### [What you should do]
Begin with the first line of the entries below. Copy each line exactly, stopping after the one that contains "worker this turn.".

Material for this exercise below:

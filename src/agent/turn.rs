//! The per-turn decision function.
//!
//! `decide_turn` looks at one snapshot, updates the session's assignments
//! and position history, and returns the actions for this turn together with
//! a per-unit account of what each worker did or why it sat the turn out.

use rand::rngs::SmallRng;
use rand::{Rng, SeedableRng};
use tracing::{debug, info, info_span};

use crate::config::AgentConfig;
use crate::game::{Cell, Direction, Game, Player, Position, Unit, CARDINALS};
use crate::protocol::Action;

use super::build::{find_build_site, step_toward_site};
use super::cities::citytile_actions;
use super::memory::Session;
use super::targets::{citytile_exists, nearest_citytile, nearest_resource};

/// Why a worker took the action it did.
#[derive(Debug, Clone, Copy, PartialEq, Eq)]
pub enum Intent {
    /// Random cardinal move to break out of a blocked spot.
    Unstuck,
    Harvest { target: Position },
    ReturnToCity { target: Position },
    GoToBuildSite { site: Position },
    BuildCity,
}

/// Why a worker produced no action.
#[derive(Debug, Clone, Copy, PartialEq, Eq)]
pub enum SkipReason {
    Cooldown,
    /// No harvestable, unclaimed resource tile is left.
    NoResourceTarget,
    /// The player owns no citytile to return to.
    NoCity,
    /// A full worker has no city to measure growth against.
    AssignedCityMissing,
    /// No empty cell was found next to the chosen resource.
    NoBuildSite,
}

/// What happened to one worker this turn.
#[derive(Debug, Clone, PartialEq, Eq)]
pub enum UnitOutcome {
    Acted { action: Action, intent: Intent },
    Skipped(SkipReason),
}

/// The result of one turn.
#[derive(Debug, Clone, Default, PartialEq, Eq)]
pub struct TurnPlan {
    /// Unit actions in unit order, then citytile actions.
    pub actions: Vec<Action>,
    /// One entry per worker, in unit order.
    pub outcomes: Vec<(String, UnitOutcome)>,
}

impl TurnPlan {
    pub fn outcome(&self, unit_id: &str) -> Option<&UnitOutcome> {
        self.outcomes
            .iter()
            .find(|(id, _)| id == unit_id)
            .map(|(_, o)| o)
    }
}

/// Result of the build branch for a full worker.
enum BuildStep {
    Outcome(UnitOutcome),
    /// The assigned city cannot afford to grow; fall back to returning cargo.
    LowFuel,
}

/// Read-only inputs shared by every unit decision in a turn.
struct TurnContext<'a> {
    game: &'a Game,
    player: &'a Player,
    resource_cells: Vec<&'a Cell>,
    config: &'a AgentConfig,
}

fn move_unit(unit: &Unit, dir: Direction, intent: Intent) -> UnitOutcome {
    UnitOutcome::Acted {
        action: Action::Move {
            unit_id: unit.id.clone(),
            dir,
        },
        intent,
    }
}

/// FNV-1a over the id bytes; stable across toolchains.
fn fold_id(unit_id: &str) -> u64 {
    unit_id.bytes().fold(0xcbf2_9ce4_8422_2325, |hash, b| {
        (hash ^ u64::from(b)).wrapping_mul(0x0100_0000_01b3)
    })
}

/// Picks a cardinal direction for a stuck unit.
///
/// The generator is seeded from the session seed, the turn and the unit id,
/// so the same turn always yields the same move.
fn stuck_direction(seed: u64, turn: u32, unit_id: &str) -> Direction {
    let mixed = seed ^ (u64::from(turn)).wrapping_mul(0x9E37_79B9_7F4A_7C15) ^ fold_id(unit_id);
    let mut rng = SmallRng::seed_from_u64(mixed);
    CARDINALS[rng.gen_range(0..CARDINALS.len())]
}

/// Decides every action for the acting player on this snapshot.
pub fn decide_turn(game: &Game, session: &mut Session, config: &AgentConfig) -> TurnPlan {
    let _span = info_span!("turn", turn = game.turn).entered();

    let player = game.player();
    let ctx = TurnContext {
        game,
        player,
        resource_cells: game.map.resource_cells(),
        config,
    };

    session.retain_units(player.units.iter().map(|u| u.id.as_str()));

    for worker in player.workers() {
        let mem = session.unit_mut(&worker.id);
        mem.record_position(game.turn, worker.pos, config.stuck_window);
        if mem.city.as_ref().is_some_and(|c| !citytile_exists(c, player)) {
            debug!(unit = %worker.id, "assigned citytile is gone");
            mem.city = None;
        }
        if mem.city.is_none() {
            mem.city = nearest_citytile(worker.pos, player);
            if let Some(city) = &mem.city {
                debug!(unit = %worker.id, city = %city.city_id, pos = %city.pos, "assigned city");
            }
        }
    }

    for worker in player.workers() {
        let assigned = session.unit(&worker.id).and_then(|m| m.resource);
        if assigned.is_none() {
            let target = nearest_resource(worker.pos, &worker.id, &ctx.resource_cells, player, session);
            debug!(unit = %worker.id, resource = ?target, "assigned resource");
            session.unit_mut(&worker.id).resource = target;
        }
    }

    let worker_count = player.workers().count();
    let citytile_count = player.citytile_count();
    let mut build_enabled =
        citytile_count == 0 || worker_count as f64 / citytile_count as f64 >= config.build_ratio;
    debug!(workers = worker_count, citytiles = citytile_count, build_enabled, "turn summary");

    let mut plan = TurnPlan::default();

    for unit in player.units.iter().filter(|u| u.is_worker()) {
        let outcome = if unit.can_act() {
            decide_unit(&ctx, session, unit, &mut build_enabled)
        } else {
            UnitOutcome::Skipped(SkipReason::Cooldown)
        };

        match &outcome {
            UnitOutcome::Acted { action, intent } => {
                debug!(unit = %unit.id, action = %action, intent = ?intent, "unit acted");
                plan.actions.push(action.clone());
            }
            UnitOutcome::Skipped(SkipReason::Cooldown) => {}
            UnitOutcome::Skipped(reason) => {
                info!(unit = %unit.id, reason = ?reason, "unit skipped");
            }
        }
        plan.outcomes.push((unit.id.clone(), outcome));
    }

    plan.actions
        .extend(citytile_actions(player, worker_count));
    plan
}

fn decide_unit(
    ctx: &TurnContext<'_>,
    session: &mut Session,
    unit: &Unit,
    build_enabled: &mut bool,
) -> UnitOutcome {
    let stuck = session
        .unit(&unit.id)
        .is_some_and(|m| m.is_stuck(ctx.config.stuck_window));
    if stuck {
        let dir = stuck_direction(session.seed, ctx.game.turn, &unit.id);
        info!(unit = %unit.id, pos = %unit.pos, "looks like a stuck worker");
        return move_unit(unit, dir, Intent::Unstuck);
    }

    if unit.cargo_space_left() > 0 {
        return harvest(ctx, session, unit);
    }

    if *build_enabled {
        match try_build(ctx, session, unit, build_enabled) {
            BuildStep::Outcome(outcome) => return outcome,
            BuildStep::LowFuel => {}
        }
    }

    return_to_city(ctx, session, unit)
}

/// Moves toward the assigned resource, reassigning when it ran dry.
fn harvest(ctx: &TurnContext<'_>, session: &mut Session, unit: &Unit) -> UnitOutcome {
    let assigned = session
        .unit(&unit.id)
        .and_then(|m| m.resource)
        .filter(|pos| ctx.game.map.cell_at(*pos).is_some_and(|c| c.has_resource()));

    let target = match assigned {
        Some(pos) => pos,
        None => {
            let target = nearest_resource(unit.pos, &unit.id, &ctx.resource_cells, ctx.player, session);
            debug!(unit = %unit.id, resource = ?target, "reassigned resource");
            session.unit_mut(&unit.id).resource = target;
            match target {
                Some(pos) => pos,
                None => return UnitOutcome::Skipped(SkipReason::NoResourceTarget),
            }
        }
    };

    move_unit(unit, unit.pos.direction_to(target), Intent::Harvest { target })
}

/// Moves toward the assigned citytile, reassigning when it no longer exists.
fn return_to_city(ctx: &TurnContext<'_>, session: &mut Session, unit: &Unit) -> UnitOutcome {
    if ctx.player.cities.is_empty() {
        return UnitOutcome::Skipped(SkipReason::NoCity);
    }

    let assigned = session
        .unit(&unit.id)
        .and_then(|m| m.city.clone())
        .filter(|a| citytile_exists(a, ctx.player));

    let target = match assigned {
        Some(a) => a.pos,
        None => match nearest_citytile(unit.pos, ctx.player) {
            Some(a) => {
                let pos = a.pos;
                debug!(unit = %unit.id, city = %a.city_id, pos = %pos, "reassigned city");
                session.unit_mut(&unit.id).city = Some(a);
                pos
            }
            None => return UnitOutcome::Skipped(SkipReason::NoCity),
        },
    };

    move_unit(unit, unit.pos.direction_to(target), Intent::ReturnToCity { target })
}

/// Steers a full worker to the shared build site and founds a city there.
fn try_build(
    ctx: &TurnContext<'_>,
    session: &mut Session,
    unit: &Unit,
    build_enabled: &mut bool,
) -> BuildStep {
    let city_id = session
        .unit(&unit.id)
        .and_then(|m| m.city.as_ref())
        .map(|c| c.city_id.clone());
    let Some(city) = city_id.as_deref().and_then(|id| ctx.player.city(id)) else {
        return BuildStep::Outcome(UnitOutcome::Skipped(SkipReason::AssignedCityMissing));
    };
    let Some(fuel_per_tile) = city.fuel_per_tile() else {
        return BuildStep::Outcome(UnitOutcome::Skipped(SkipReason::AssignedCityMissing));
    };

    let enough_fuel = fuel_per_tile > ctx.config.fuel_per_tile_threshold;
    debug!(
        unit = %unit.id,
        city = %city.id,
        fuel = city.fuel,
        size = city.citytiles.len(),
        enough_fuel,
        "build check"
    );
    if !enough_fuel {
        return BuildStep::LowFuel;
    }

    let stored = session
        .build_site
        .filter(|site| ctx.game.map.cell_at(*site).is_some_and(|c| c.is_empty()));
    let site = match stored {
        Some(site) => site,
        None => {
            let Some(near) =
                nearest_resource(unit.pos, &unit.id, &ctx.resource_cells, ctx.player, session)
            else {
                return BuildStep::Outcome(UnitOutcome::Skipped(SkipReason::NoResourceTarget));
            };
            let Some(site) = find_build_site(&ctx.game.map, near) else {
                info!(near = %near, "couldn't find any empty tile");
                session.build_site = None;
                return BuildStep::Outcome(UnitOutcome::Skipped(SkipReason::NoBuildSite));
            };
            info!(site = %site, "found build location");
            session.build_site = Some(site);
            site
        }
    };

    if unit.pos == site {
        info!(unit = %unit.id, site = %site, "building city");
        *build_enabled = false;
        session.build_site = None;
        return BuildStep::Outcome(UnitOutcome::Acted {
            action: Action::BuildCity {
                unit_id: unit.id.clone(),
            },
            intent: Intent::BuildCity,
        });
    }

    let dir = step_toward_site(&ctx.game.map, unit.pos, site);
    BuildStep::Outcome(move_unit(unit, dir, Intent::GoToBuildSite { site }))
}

End of Material for this exercise.

### [Task result]
filename src/agent/turn.rs
//! The per-turn decision function.
//!
//! `decide_turn` looks at one snapshot, updates the session's assignments
//! and position history, and returns the actions for this turn together with
//! a per-unit account of what each worker did or why it sat the turn out.

use rand::rngs::SmallRng;
use rand::{Rng, SeedableRng};
use tracing::{debug, info, info_span};

use crate::config::AgentConfig;
use crate::game::{Cell, Direction, Game, Player, Position, Unit, CARDINALS};
use crate::protocol::Action;

use super::build::{find_build_site, step_toward_site};
use super::cities::citytile_actions;
use super::memory::Session;
use super::targets::{citytile_exists, nearest_citytile, nearest_resource};

/// Why a worker took the action it did.
#[derive(Debug, Clone, Copy, PartialEq, Eq)]
pub enum Intent {
    /// Random cardinal move to break out of a blocked spot.
    Unstuck,
    Harvest { target: Position },
    ReturnToCity { target: Position },
    GoToBuildSite { site: Position },
    BuildCity,
}

/// Why a worker produced no action.
#[derive(Debug, Clone, Copy, PartialEq, Eq)]
pub enum SkipReason {
    Cooldown,
    /// No harvestable, unclaimed resource tile is left.
    NoResourceTarget,
    /// The player owns no citytile to return to.
    NoCity,
    /// A full worker has no city to measure growth against.
    AssignedCityMissing,
    /// No empty cell was found next to the chosen resource.
    NoBuildSite,
}

/// What happened to one worker this turn.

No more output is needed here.